All complaints can be written and hand-delivered to the SpaceX launchpad, Brownsville, TX. Just stand there a bit, look directly up into that big ol’ tube and hold still.
Cheers,
Tom LoBianco, co-founder 24sight News
You’ve heard it before, maybe even said it a few times yourself, “I’m sick and tired of these unelected bureaucrats ruining my life!”
Fortunately for you, elections have consequences. Help is on the way, in the form of new, fresh, innovative, unelected bureaucrats.
The Department of Government Efficiency is hard at work doing what dozens of seasoned politicians failed at decades prior. Simpson/Bowles? More like simps getting bowled over because they were too polite.
What America needs is more memeingful action.
To get there, they’ll have to expand the scope and size of the federal government.
(Your elitist friends may tell you that only Congress can truly create new federal departments, replete with mono-pour concrete buildings just off the 395 on-ramp in downtown Washington. They may even try to use big documents to argue that only Congress controls the power to cut spending. You just reply, ‘If you’re so smart, how come you lost the Latino vote?’”)
Worried the DOGE might not be up to the task? Concerned they might lack appropriate amount of “administrative experience”? Fret not. These guys are rich.
The power of their amassed fortunes reflect superior status. How many entities did you absorb into your empire today? Do you even disrupt, bro?
Instead of pleading with exhausted Democratic rank-and-file to pay the rest of what she owes her high-powered campaign consultants with multiple mortgages to make by the end of the month, Vice President Kamala Harris should submit the request to DOGE co-chair Elon Musk.

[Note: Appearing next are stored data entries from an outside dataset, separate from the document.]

use clap::Parser;
use tracing_subscriber::EnvFilter;

use walletgate::cli::Cli;
use walletgate::config::{Config, LogFormat};

#[tokio::main]
async fn main() -> anyhow::Result<()> {
    let cli = Cli::parse();
    let config = Config::from_env_with_toml(cli.config.as_deref());

    let format = config
        .as_ref()
        .map(|c| c.logging.format)
        .unwrap_or(LogFormat::Pretty);
    init_tracing(format);

    walletgate::cli::run(cli, config).await
}

/// Logs go to stderr so command output on stdout stays scriptable.
fn init_tracing(format: LogFormat) {
    let filter = EnvFilter::try_from_default_env()
        .unwrap_or_else(|_| EnvFilter::new("walletgate=info,tower_http=warn"));

    match format {
        LogFormat::Json => tracing_subscriber::fmt()
            .json()
            .with_env_filter(filter)
            .with_writer(std::io::stderr)
            .init(),
        LogFormat::Pretty => tracing_subscriber::fmt()
            .with_env_filter(filter)
            .with_writer(std::io::stderr)
            .with_target(false)
            .init(),
    }
}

Trade deficits with China the size of one influencer’s daily earnings? Spending blowing past revenue faster than a quantum chip calculating whether a lawmaker will bend on the latest fighter jet program? Look to the entrepreneur with drastic rap tactics and a long history in the world of white-paper writing.
Americans’ exhaustion with the promises and ditherings of Washington is easily understood.
On January 23, 1996, a sultry former Arkansas governor with a deep faith in the power of neckties said what Republicans had been saying for years earlier: ‘The era of big government is over.”
Almost three decades later, lawmakers still shiver at the prospect of the death of Big Government. Which is why so many have formed concurrent DOGE caucuses in the House and Senate.
The immediate task is cutting $2 trillion from the larded federal budget has drawn intense interest from those with the most to lose.
The scolds of Congress, like Sen. Rand Paul, may protest that the overwhelming majority of federal spending is for the military and legally required spending on things like Social Security and Medicare.
But the newest federal department has shown us before even being formally created, that a blue check on X.com and a pro subscription to Canva is often mightier than the wealthiest wingtipped lobbyist in Washington or the most cantankerous libertarian.
But we citizen soldiers will have to do our part, too, in furtherance of the American Cause. Myself, I have said good riddance to Grey Goose vodkatinis. I put America first and switched to Tito’s.
Should this brave effort to save our almost 250-year radical experiment in self-governance fail, there’s always Mars. (Wealthy, powerful experts will get to go, you should become one before it’s too late.)
And if you find yourself stuck down here after all the smart people have fled the planet, there will be new disruptors layering upon the white-papers of cost-saving crusaders past.
When they tell you they’re from the government and they’re here to help, just pour another Tito’s.
Ian Walters is a professional piano player in the Washington metro region. In a previuous life he was the longtime spokesman for the Conservative Political Action Conference. He writes The Booboisie regularly for 24sight News.